Zero photos where you can actually see how thick the bezels are on the 12 Pro's product page. Guess it's safe to assume it'll be pretty disappointing considering how much they talked about thinner bezels.
Looking at specs, the 12 (and 12 Pro) has the same 6.1" screen size as the XR/11 did, but body length and width are both about 4mm smaller. So that's ~2mm less bezel all around presumably.
Where are you seeing this? On the Apple site they list the 12 pro as being 146.7mm x 71.5mm whereas the 11 Pro was 144mm x 71.4 mm. That's a larger surface area than the 11 Pro, not smaller.
I was comparing the 12 and 12 Pro to the base 11 and XR, not the 11 Pro. Base 11 and XR had the same 6.1" screen size as the 12 lineup, the 11 Pro has a smaller screen (5.85", identical to the X/XS and not present in the 12 lineup anymore).
I HATE thin bezels. I actually returned my Galaxy S10 because palm-misclicks dove me crazy. After 19 days of practice and different grips, random clicks didn't get any better.
Apple might be better at detecting if it's your palm or an intentional tap.
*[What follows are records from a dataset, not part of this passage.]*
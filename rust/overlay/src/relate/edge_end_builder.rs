// This Source Code Form is subject to the terms of the Mozilla Public
// License, v. 2.0. If a copy of the MPL was not distributed with this
// file, You can obtain one at https://mozilla.org/MPL/2.0/.

//! Edge ends at every intersection of an unsplit edge.

use geo_lite_topology::{Edge, EdgeEnd, EdgeIntersection};

/// Creates the edge ends of `edges` at each of their intersections and
/// endpoints, without splitting the edges.
pub fn compute_edge_ends(edges: &[Edge]) -> Vec<EdgeEnd> {
    let mut ends = Vec::new();
    for edge in edges {
        compute_edge_ends_for(edge, &mut ends);
    }
    ends
}

fn compute_edge_ends_for(edge: &Edge, ends: &mut Vec<EdgeEnd>) {
    let mut ei_list = edge.ei_list.clone();
    ei_list.add_endpoints(edge.coordinates());
    let list: Vec<EdgeIntersection> = ei_list.iter().copied().collect();

    for (i, curr) in list.iter().enumerate() {
        let prev = i.checked_sub(1).map(|p| &list[p]);
        let next = list.get(i + 1);
        if let Some(end) = end_for_prev(edge, curr, prev) {
            ends.push(end);
        }
        if let Some(end) = end_for_next(edge, curr, next) {
            ends.push(end);
        }
    }
}

/// The end pointing back along the edge from `curr`. Its label is flipped
/// since it runs against the edge direction.
fn end_for_prev(edge: &Edge, curr: &EdgeIntersection, prev: Option<&EdgeIntersection>) -> Option<EdgeEnd> {
    let mut i_prev = curr.segment_index;
    if curr.dist == 0.0 {
        // at the start of the edge there is nothing behind
        i_prev = i_prev.checked_sub(1)?;
    }
    let p_prev = match prev {
        Some(prev) if prev.segment_index >= i_prev => prev.coord,
        _ => edge.coordinate(i_prev),
    };
    let mut label = edge.label;
    label.flip();
    Some(EdgeEnd::new(curr.coord, p_prev, label))
}

/// The end pointing forward along the edge from `curr`.
fn end_for_next(edge: &Edge, curr: &EdgeIntersection, next: Option<&EdgeIntersection>) -> Option<EdgeEnd> {
    let i_next = curr.segment_index + 1;
    if i_next >= edge.num_points() && next.is_none() {
        return None;
    }
    let p_next = match next {
        Some(next) if next.segment_index == curr.segment_index => next.coord,
        _ => edge.coordinate(i_next),
    };
    Some(EdgeEnd::new(curr.coord, p_next, edge.label))
}

#[cfg(test)]
mod tests {
    use super::*;
    use geo_lite_core::{Coordinate, Location};
    use geo_lite_topology::Label;

    fn c(x: f64, y: f64) -> Coordinate {
        Coordinate::new(x, y)
    }

    #[test]
    fn unsplit_edge_has_two_ends() {
        let edge = Edge::new(vec![c(0.0, 0.0), c(1.0, 0.0), c(2.0, 0.0)], Label::for_geometry(0, Location::Interior));
        let ends = compute_edge_ends(&[edge]);
        assert_eq!(ends.len(), 2);
        assert_eq!(ends[0].coordinate(), c(0.0, 0.0));
        assert_eq!(ends[0].directed_coordinate(), c(1.0, 0.0));
        assert_eq!(ends[1].coordinate(), c(2.0, 0.0));
        assert_eq!(ends[1].directed_coordinate(), c(1.0, 0.0));
    }

    #[test]
    fn interior_intersection_adds_two_ends() {
        let mut edge = Edge::new(vec![c(0.0, 0.0), c(2.0, 0.0)], Label::for_geometry_area(0, Location::Boundary, Location::Interior, Location::Exterior));
        edge.ei_list.add(c(1.0, 0.0), 0, 1.0);
        let ends = compute_edge_ends(&[edge]);
        assert_eq!(ends.len(), 4);

        let at_mid: Vec<_> = ends.iter().filter(|e| e.coordinate() == c(1.0, 0.0)).collect();
        assert_eq!(at_mid.len(), 2);
        let backwards = at_mid.iter().find(|e| e.directed_coordinate() == c(0.0, 0.0)).unwrap();
        // flipped: the interior is now on the right
        assert_eq!(
            backwards.label.location(0, geo_lite_topology::Position::Right),
            Some(Location::Interior)
        );
    }
}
MacBook trackpads are great at detecting palm vs finger, so I wouldn't be surprised if the iPhone does well with that too.
It's kind of fascinating how subtle the math and engineering on this sort of thing is.
I can't stand how, after this many decades of iteration, the Lenovo ThinkPad still mis-comprehends accidentally brushing against the trackpad while you're typing (and the form factor of the whole keyboard / trackpad combo does one no favors unless one touches the keyboard like a hook-handed monster).
In Linux this is a solved problem by a very simple measure. The gestures (click by tapping, scrolling) are turned off while you type for a short period of time (around 300ms) after each key-press. It works surprisingly well and I've never noticed the trackpad not working when I need it too.
I have -- attempting to play Minecraft on a touchpad, or just multitasking real quick. While not a huge problem, macOS does it better and the simple measure is just that - a simple measure.
That far from solves the problem. Your workflow might never require using the keyboard and trackpad simultaneously, but for the majority of users, this “simple measure” is a never ending source of pain.
One thing I dream of and will never get is a Thinkpad without a trackpad. Just remove it, give me bigger keyboard, keep the track point and its buttons. I disable the trackpad anyway but it's still annoying just being there and crippling the keyboard functionality.
Yeah, I especially like it when I'm in the middle of a long email and some sort of click with my palm happens and it deletes most of what I've been typing. Just happened to me today. Be nice if there was a way to totally deactivate the trackpad if you were using a mouse or something.
So, just to give you data on the other side of the curve: the very large trackpads are basically the only reason left (keyboard now sucks, magsafe is gone) for me to use a MacBook Pro.
Should I in the future revert to Linux as a day-to-day driver, it would probably be conditioned on similar-level support for the (even larger :-D) Magic Trackpad peripheral.
So I guess this is one of these things where YMMV
Edit: FWIW I'm a touch typist with relatively small hands. Maybe this has to do with it. I cannot remember accidentally triggering the trackpad ever since... I can't remember the last time, it's been at least half a decade.
It matters to me, in the sense that I prefer to have some bezel left so I can actually hold onto the phone without accidentally pressing things on the screen.
Have you tried with an iPhone? Legit curious as I'm about to switch from a Pixel 2XL. I didn't think I'd like the giant trackpad on my MBP, but Apple does a good job with rejection about 99.9% of the time.
Is the fact that wanting thinner bezels when they are 5mm wide != wanting thinner bezels when they are 1mm wide, really something that needs pointing out? Apparently so.